If you made enough billable hours but generated less revenue than expected, will your manager complain about that?
On the other hand, if you made less billable hours than targeted, but generated substantially more revenue than expected, will that be considered compensation?

The most interesting question is, what do these targets do to you?

Will you hesitate to take on an opportunity, because it might damage your targets? Will you take on an opportunity you really don't like, because otherwise your targets might get endangered? Worse, will an existing opportunity turn out to become unattractive because halfway through the agreements get changed, thus hurting -again- your targets?

Do you ever have targets that are fully in your control, or is that at most 50% or even less? Do you remain in uncertainty during the year, about how you will get rewarded at the end-of-year?
Worst, will achieving targets actually damage your reward at the end-of-year, because your manager will use that against you? Will he or she say "Well, you really did great this year with all your targets and bonuses, you so have been really rewarded already. Given the fact that the company hasn't been doing very well this year, we can't give you much of a pay raise - there are others that need to be rewarded as well"

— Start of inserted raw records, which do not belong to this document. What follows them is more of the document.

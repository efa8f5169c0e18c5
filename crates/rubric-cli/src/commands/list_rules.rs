//! The `rubric list-rules` command.

use anyhow::Result;
use comfy_table::{Cell, Table};

use rubric_rules::create_engine;

pub fn execute(interaction_filter: Option<String>) -> Result<()> {
    let engine = create_engine();

    let mut table = Table::new();
    table.set_header(vec![Cell::new("Interaction"), Cell::new("Rules")]);

    let mut found_any = false;
    for interaction_id in engine.interaction_ids() {
        if let Some(filter) = &interaction_filter {
            if interaction_id != filter.as_str() {
                continue;
            }
        }
        found_any = true;

        let rules = engine
            .rule_names(interaction_id)
            .unwrap_or_default()
            .join(", ");
        let rules = if rules.is_empty() {
            "(none — default outcome always applies)".to_string()
        } else {
            rules
        };
        table.add_row(vec![Cell::new(interaction_id), Cell::new(rules)]);
    }

    if !found_any {
        anyhow::bail!(
            "unknown interaction id: {}",
            interaction_filter.unwrap_or_default()
        );
    }

    println!("{table}");
    Ok(())
}
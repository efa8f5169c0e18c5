//! Rules for the `NumericInput` interaction.
//!
//! Answers are real numbers; integer submissions widen to `f64` before
//! matching. `Equals` is exact; tolerance-based grading is its own rule
//! with an authored `tol` parameter.

use rubric_core::classifier::{double_input_classifier, single_input_classifier};
use rubric_core::engine::RuleClassifierMap;

pub fn create_rule_classifiers() -> RuleClassifierMap {
    let mut rules = RuleClassifierMap::new();
    rules.insert("Equals", single_input_classifier::<f64>("x", equals));
    rules.insert("IsLessThan", single_input_classifier::<f64>("x", is_less_than));
    rules.insert(
        "IsGreaterThan",
        single_input_classifier::<f64>("x", is_greater_than),
    );
    rules.insert(
        "IsLessThanOrEqualTo",
        single_input_classifier::<f64>("x", is_less_than_or_equal_to),
    );
    rules.insert(
        "IsGreaterThanOrEqualTo",
        single_input_classifier::<f64>("x", is_greater_than_or_equal_to),
    );
    rules.insert(
        "IsInclusivelyBetween",
        double_input_classifier::<f64, f64, f64>("a", "b", is_inclusively_between),
    );
    rules.insert(
        "IsWithinTolerance",
        double_input_classifier::<f64, f64, f64>("x", "tol", is_within_tolerance),
    );
    rules
}

#[allow(clippy::float_cmp)]
fn equals(answer: &f64, input: &f64) -> bool {
    answer == input
}

fn is_less_than(answer: &f64, input: &f64) -> bool {
    answer < input
}

fn is_greater_than(answer: &f64, input: &f64) -> bool {
    answer > input
}

fn is_less_than_or_equal_to(answer: &f64, input: &f64) -> bool {
    answer <= input
}

fn is_greater_than_or_equal_to(answer: &f64, input: &f64) -> bool {
    answer >= input
}

fn is_inclusively_between(answer: &f64, low: &f64, high: &f64) -> bool {
    low <= answer && answer <= high
}

/// A negative tolerance can never be satisfied.
fn is_within_tolerance(answer: &f64, target: &f64, tolerance: &f64) -> bool {
    (answer - target).abs() <= *tolerance
}
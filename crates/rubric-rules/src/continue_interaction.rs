//! Rules for the `Continue` interaction.
//!
//! Continue buttons have nothing to grade: no rules are registered and
//! every submission resolves to the interaction's default outcome.

use rubric_core::engine::RuleClassifierMap;

pub fn create_rule_classifiers() -> RuleClassifierMap {
    RuleClassifierMap::new()
}
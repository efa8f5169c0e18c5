//! Rules for the `ImageClickInput` interaction.
//!
//! Click geometry is resolved upstream; by classification time the answer
//! carries the labels of every authored region containing the click, and
//! `IsInRegion` is a plain membership test.

use rubric_core::classifier::multi_type_single_input_classifier;
use rubric_core::engine::RuleClassifierMap;
use rubric_core::model::ClickOnImage;

pub fn create_rule_classifiers() -> RuleClassifierMap {
    let mut rules = RuleClassifierMap::new();
    rules.insert(
        "IsInRegion",
        multi_type_single_input_classifier::<ClickOnImage, String>("x", is_in_region),
    );
    rules
}

fn is_in_region(answer: &ClickOnImage, region: &String) -> bool {
    answer.clicked_regions.contains(region)
}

Most of the so-called reward systems aren't about reward - they're more about punishment. At the end-of-year, you get punished one way or another because all these KPI's do is just add more variables to the equation - and there are always a few of them that aren't in your advantage.
You never asked for these targets, they've become part of your working life. If your salary increases, so does your "bonus" - making you even more dependent.
You can't separate the "bonus system" from your normal salary, they're inseparable. Yet the combined result is used by the company to indicate your total salary.
You can influence them a bit, but it's always the company raising the bar a few times more each year - regardless of how bad the economy is doing. If the economy is doing well, you get higher targets; if the economy is doing bad, they stay high because you have to make up for the bad economy.
You can never tell how well you did, really. It's always others who seem to decide and have the last word about that, sometimes waiving with an end calculation, but never how they exactly got there.

It reminds me of another system like that: people calling you a sinner and telling that you have to redeem yourself - by doing what they tell, of course.
And in the end, the best way to get you motivated for this seems to be:

"you'll be rewarded on Judgment Day"

Silly? Oh yeah, way silly. But it's worked for thousands of years...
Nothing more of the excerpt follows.